DESCRIPTION OF THE TASK: Read the lines below, and copy any that contain the string "words".
THE RECORDS Block Start
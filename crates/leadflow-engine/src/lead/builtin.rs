//! Deterministic collaborators working from the lead payload alone

use async_trait::async_trait;
use chrono::{DateTime, Days, NaiveTime, Utc};
use serde::{Deserialize, Serialize};
use serde_json::{Map, Value};
use std::collections::BTreeMap;

use super::{Copywriter, EmailVariant, LeadScore, ResearchProvider, ResearchReport, Scorer, TimingPredictor};
use crate::error::AgentError;

const PERSONAL_DOMAINS: &[&str] = &[
    "gmail.com",
    "yahoo.com",
    "hotmail.com",
    "outlook.com",
    "icloud.com",
    "aol.com",
];

/// How much of the payload a research provider reads
#[derive(Debug, Clone, Copy, PartialEq, Eq, Serialize, Deserialize)]
#[serde(rename_all = "snake_case")]
pub enum ResearchDepth {
    /// Company profile and tech stack only
    Basic,
    /// Everything, including hiring, news and hooks
    Deep,
}

/// Research provider that lifts facts out of the lead payload
#[derive(Debug, Clone)]
pub struct PayloadResearchProvider {
    depth: ResearchDepth,
}

impl PayloadResearchProvider {
    pub fn new(depth: ResearchDepth) -> Self {
        Self { depth }
    }

    fn fields(&self) -> &'static [&'static str] {
        const BASIC: &[&str] = &[
            "company",
            "summary",
            "headquarters",
            "employee_count",
            "founded",
            "careers_url",
            "tech_stack",
            "linkedin_url",
        ];
        const DEEP: &[&str] = &[
            "company",
            "summary",
            "headquarters",
            "employee_count",
            "founded",
            "careers_url",
            "tech_stack",
            "linkedin_url",
            "hiring_departments",
            "hiring_locations",
            "open_roles",
            "recent_news",
            "hooks",
        ];
        match self.depth {
            ResearchDepth::Basic => BASIC,
            ResearchDepth::Deep => DEEP,
        }
    }
}

#[async_trait]
impl ResearchProvider for PayloadResearchProvider {
    async fn research(&self, lead: &Value) -> Result<ResearchReport, AgentError> {
        let mut facts = Map::new();
        for field in self.fields() {
            if let Some(value) = lead.get(*field).filter(|v| !v.is_null()) {
                facts.insert(field.to_string(), value.clone());
            }
        }
        facts.insert("depth".to_string(), serde_json::to_value(self.depth).unwrap_or(Value::Null));
        let quality_score = research_quality(&facts);
        Ok(ResearchReport { quality_score, facts })
    }
}

fn list_len(value: &Value, field: &str) -> usize {
    value.get(field).and_then(Value::as_array).map_or(0, Vec::len)
}

fn has_text(value: &Value, field: &str) -> bool {
    value
        .get(field)
        .and_then(Value::as_str)
        .is_some_and(|s| !s.trim().is_empty())
}

fn has_value(value: &Value, field: &str) -> bool {
    match value.get(field) {
        None | Some(Value::Null) => false,
        Some(Value::String(s)) => !s.trim().is_empty(),
        Some(_) => true,
    }
}

/// Completeness of gathered facts, 0-100
fn research_quality(facts: &Map<String, Value>) -> u8 {
    let facts = Value::Object(facts.clone());
    let mut score = 0usize;

    // company profile, 30
    if has_text(&facts, "summary") {
        score += 10;
    }
    for field in ["headquarters", "employee_count", "founded", "careers_url"] {
        if has_value(&facts, field) {
            score += 5;
        }
    }

    score += (list_len(&facts, "tech_stack") * 4).min(20);

    // hiring, 20
    if facts.get("open_roles").and_then(Value::as_u64).unwrap_or(0) > 0 {
        score += 10;
    }
    if list_len(&facts, "hiring_departments") > 0 {
        score += 5;
    }
    if list_len(&facts, "hiring_locations") > 0 {
        score += 5;
    }

    score += (list_len(&facts, "recent_news") * 3).min(15);
    score += (list_len(&facts, "hooks") * 3).min(15);

    score.min(100) as u8
}

/// Weighted heuristic over research quality and lead attributes
#[derive(Debug, Clone, Default)]
pub struct HeuristicScorer;

impl HeuristicScorer {
    fn seniority_bonus(title: &str) -> u8 {
        let title = title.to_lowercase();
        let words: Vec<&str> = title
            .split(|c: char| !c.is_alphanumeric())
            .filter(|w| !w.is_empty())
            .collect();
        let has_word = |w: &str| words.contains(&w);

        if ["ceo", "cto", "cfo", "coo", "cmo", "cro", "president", "founder", "owner"]
            .iter()
            .any(|w| has_word(w))
            || title.contains("co-founder")
            || title.starts_with("chief")
        {
            20
        } else if has_word("vp") || title.contains("vice president") || has_word("director") || has_word("head") {
            15
        } else if has_word("manager") || has_word("lead") {
            10
        } else {
            0
        }
    }

    fn corporate_email(lead: &Value) -> bool {
        lead.get("email")
            .and_then(Value::as_str)
            .and_then(|email| email.rsplit_once('@'))
            .map(|(_, domain)| domain.trim().to_lowercase())
            .is_some_and(|domain| !domain.is_empty() && !PERSONAL_DOMAINS.contains(&domain.as_str()))
    }

    fn real_news(source: &Value) -> bool {
        source
            .get("recent_news")
            .and_then(Value::as_array)
            .is_some_and(|news| {
                news.iter().any(|item| match item {
                    Value::String(s) => !s.trim().is_empty(),
                    Value::Object(_) => has_text(item, "title"),
                    _ => false,
                })
            })
    }
}

#[async_trait]
impl Scorer for HeuristicScorer {
    async fn score(&self, lead: &Value, research: Option<&Value>) -> Result<LeadScore, AgentError> {
        // Signals come from research when present, from the lead otherwise
        let source = research.unwrap_or(lead);
        let mut breakdown = BTreeMap::new();

        let quality = research
            .and_then(|r| r.get("quality_score"))
            .and_then(Value::as_f64)
            .unwrap_or(0.0);
        breakdown.insert("research".to_string(), (quality.clamp(0.0, 100.0) * 0.4).round() as u8);

        let title = lead.get("title").and_then(Value::as_str).unwrap_or_default();
        breakdown.insert("seniority".to_string(), Self::seniority_bonus(title));
        breakdown.insert(
            "corporate_email".to_string(),
            if Self::corporate_email(lead) { 10 } else { 0 },
        );
        let hooks = match list_len(source, "hooks") {
            0 => 0,
            1 => 5,
            _ => 10,
        };
        breakdown.insert("hooks".to_string(), hooks);
        breakdown.insert(
            "tech_stack".to_string(),
            if list_len(source, "tech_stack") > 0 { 5 } else { 0 },
        );
        breakdown.insert(
            "hiring".to_string(),
            if list_len(source, "hiring_departments") > 0 { 5 } else { 0 },
        );
        breakdown.insert("news".to_string(), if Self::real_news(source) { 5 } else { 0 });
        let linkedin = has_text(lead, "linkedin_url") || has_text(source, "linkedin_url");
        breakdown.insert("linkedin".to_string(), if linkedin { 5 } else { 0 });

        let total: u32 = breakdown.values().map(|v| u32::from(*v)).sum();
        Ok(LeadScore {
            score: total.min(100) as u8,
            breakdown,
        })
    }
}

/// Two fixed templates, personalised from research
#[derive(Debug, Clone, Default)]
pub struct TemplateCopywriter;

#[async_trait]
impl Copywriter for TemplateCopywriter {
    async fn generate(&self, lead: &Value, research: Option<&Value>) -> Result<Vec<EmailVariant>, AgentError> {
        Ok(template_variants(lead, research))
    }
}

/// The two template variants, opening with the first hook, then the first
/// tech stack entry, then a generic growth line
pub fn template_variants(lead: &Value, research: Option<&Value>) -> Vec<EmailVariant> {
    let source = research.unwrap_or(lead);
    let text = |field: &str, default: &str| {
        lead.get(field)
            .and_then(Value::as_str)
            .filter(|s| !s.trim().is_empty())
            .unwrap_or(default)
            .to_string()
    };
    let first_name = text("first_name", "there");
    let company = text("company", "your company");
    let title = text("title", "leader");

    let first = |field: &str| {
        source
            .get(field)
            .and_then(Value::as_array)
            .and_then(|items| items.first())
            .and_then(Value::as_str)
            .map(str::to_string)
    };
    let opener = first("hooks")
        .or_else(|| first("tech_stack").map(|tech| format!("I noticed {company} is using {tech}")))
        .unwrap_or_else(|| format!("I've been following {company}'s growth"));

    vec![
        EmailVariant {
            variant: "A".to_string(),
            subject: format!("Quick question about {company}"),
            body: format!(
                "Hi {first_name},\n\n{opener} and thought I'd reach out.\n\n\
                 I work with companies like {company} to help them scale their operations more \
                 efficiently. Given your role as {title}, I thought you might find our approach \
                 interesting.\n\nWould you be open to a quick 15-minute chat to see if there's a fit?\n\n\
                 Best regards"
            ),
        },
        EmailVariant {
            variant: "B".to_string(),
            subject: format!("Helping {company} scale faster"),
            body: format!(
                "Hi {first_name},\n\n{opener} - exciting times!\n\n\
                 I help teams at companies like {company} navigate growth challenges and have a few \
                 ideas that might be valuable for you.\n\nDo you have 15 minutes this week for a brief call?\n\n\
                 Cheers"
            ),
        },
    ]
}

/// Sends the next day at 10:00 UTC
#[derive(Debug, Clone, Default)]
pub struct NextMorningTiming;

#[async_trait]
impl TimingPredictor for NextMorningTiming {
    async fn predict(&self, _lead: &Value) -> Result<DateTime<Utc>, AgentError> {
        next_morning(Utc::now()).ok_or_else(|| AgentError::fatal("send time out of range"))
    }
}

/// 10:00 UTC on the day after `after`
pub fn next_morning(after: DateTime<Utc>) -> Option<DateTime<Utc>> {
    let day = after.date_naive().checked_add_days(Days::new(1))?;
    let ten = NaiveTime::from_hms_opt(10, 0, 0)?;
    Some(day.and_time(ten).and_utc())
}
THE RECORDS Block End
COMPLETED EXERCISE:
        let words: Vec<&str> = title
        let has_word = |w: &str| words.contains(&w);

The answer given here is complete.